Two weeks ago, during a trip to Moscow, I visited an amazing family that symbolized the dynamism of the new Russia. On Thursday the husband, Alexei Kozlov, was sentenced to five years in prison.

The story of Kozlov and his journalist wife, Olga Romanova, is one of hope that Russia can change, and of despair that the old order will crush reformers. His case is a grim reminder that Russia will never reach its full potential as a developed nation until it institutes the rule of law.

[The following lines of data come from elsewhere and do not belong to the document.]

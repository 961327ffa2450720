/*
 * Copyright 2024 Fluence Labs Limited
 *
 * Licensed under the Apache License, Version 2.0 (the "License");
 * you may not use this file except in compliance with the License.
 * You may obtain a copy of the License at
 *
 *     http://www.apache.org/licenses/LICENSE-2.0
 *
 * Unless required by applicable law or agreed to in writing, software
 * distributed under the License is distributed on an "AS IS" BASIS,
 * WITHOUT WARRANTIES OR CONDITIONS OF ANY KIND, either express or implied.
 * See the License for the specific language governing permissions and
 * limitations under the License.
 */

use std::path::Path;
use std::path::PathBuf;

use eyre::eyre;
use eyre::WrapErr as _;
use serde::Deserialize;
use serde::Serialize;

use msrbatch_boundary::OrHex;
use msrbatch_msr::registers::SideRegisters;

use super::defaults::default_allowlist_path;
use super::defaults::default_device_dir;
use super::defaults::default_log_level;
use crate::*;

#[derive(Clone, Debug, Serialize, Deserialize)]
#[serde(rename_all = "kebab-case")]
pub struct UnresolvedMSRBatchConfig {
    #[serde(default = "default_allowlist_path")]
    pub allowlist_path: PathBuf,
    #[serde(default)]
    pub logs: UnresolvedLogs,
    #[serde(default)]
    pub device: UnresolvedDevice,
    #[serde(default)]
    pub registers: UnresolvedRegisters,
}

#[derive(Clone, Debug, Serialize, Deserialize)]
#[serde(rename_all = "kebab-case")]
pub struct UnresolvedLogs {
    #[serde(default = "default_log_level")]
    pub log_level: LogLevel,
}

impl Default for UnresolvedLogs {
    fn default() -> Self {
        UnresolvedLogs {
            log_level: default_log_level(),
        }
    }
}

#[derive(Clone, Debug, Serialize, Deserialize)]
pub struct UnresolvedDevice {
    #[serde(default = "default_device_dir")]
    pub dir: PathBuf,
}

impl Default for UnresolvedDevice {
    fn default() -> Self {
        UnresolvedDevice {
            dir: default_device_dir(),
        }
    }
}

/// Overrides of the side registers, numbers or `0x`-prefixed strings.
#[derive(Clone, Debug, Default, Serialize, Deserialize)]
#[serde(rename_all = "kebab-case")]
pub struct UnresolvedRegisters {
    pub aux_counter: Option<OrHex<u32>>,
    pub thermal_status: Option<OrHex<u32>>,
    pub perf_status: Option<OrHex<u32>>,
    pub instructions_retired: Option<OrHex<u32>>,
}

#[derive(Clone, Debug, Serialize, Deserialize)]
#[serde(rename_all = "lowercase")]
pub enum LogLevel {
    Off,
    Error,
    Warn,
    Info,
    Debug,
    Trace,
}

impl UnresolvedMSRBatchConfig {
    pub fn resolve(self, config_path: impl AsRef<Path>) -> eyre::Result<MSRBatchConfig> {
        let config_dir = config_path.as_ref().parent().ok_or_else(|| {
            eyre!(
                "config resolver was provided with invalid config path: {}",
                config_path.as_ref().display()
            )
        })?;

        let logs = self.logs.resolve();
        let device = self.device.resolve();
        let registers = self.registers.resolve()?;

        let config = MSRBatchConfig {
            logs,
            device,
            allowlist_path: config_dir.join(self.allowlist_path),
            registers,
        };
        Ok(config)
    }
}

impl UnresolvedLogs {
    pub fn resolve(self) -> Logs {
        Logs {
            log_level: self.log_level.to_tracing_filter(),
        }
    }
}

impl UnresolvedDevice {
    pub fn resolve(self) -> Device {
        Device { dir: self.dir }
    }
}

impl UnresolvedRegisters {
    pub fn resolve(self) -> eyre::Result<SideRegisters> {
        fn resolve_one(value: Option<OrHex<u32>>, default: u32, name: &str) -> eyre::Result<u32> {
            match value {
                Some(value) => value
                    .unhex()
                    .wrap_err_with(|| format!("registers.{name} is not a valid register address")),
                None => Ok(default),
            }
        }

        let defaults = SideRegisters::default();
        let registers = SideRegisters {
            aux_counter: resolve_one(self.aux_counter, defaults.aux_counter, "aux-counter")?,
            thermal_status: resolve_one(
                self.thermal_status,
                defaults.thermal_status,
                "thermal-status",
            )?,
            perf_status: resolve_one(self.perf_status, defaults.perf_status, "perf-status")?,
            instructions_retired: resolve_one(
                self.instructions_retired,
                defaults.instructions_retired,
                "instructions-retired",
            )?,
        };
        Ok(registers)
    }
}

impl LogLevel {
    pub fn to_tracing_filter(&self) -> tracing_subscriber::filter::LevelFilter {
        use tracing_subscriber::filter::LevelFilter;

        match self {
            LogLevel::Off => LevelFilter::OFF,
            LogLevel::Error => LevelFilter::ERROR,
            LogLevel::Warn => LevelFilter::WARN,
            LogLevel::Info => LevelFilter::INFO,
            LogLevel::Debug => LevelFilter::DEBUG,
            LogLevel::Trace => LevelFilter::TRACE,
        }
    }
}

We met in the couple’s comfortable Moscow apartment, where china cabinets and bookshelves lined the walls. As we sat at the kitchen table, the tall, boyish Alexei (who spent a month at Penn State in 1994) pored over legal papers while the short, vivacious Olga told me their story, interrupted by frequent phone calls from supporters.

In 2007 she published an unflattering newspaper article about a Russian oligarch who was close to the Kremlin and also knew her husband’s business partner. The partner argued with her husband about the article. Shortly afterward, Alexei was arrested and jailed on charges of money laundering and fraud; he believes the business partner paid someone to have charges brought against him.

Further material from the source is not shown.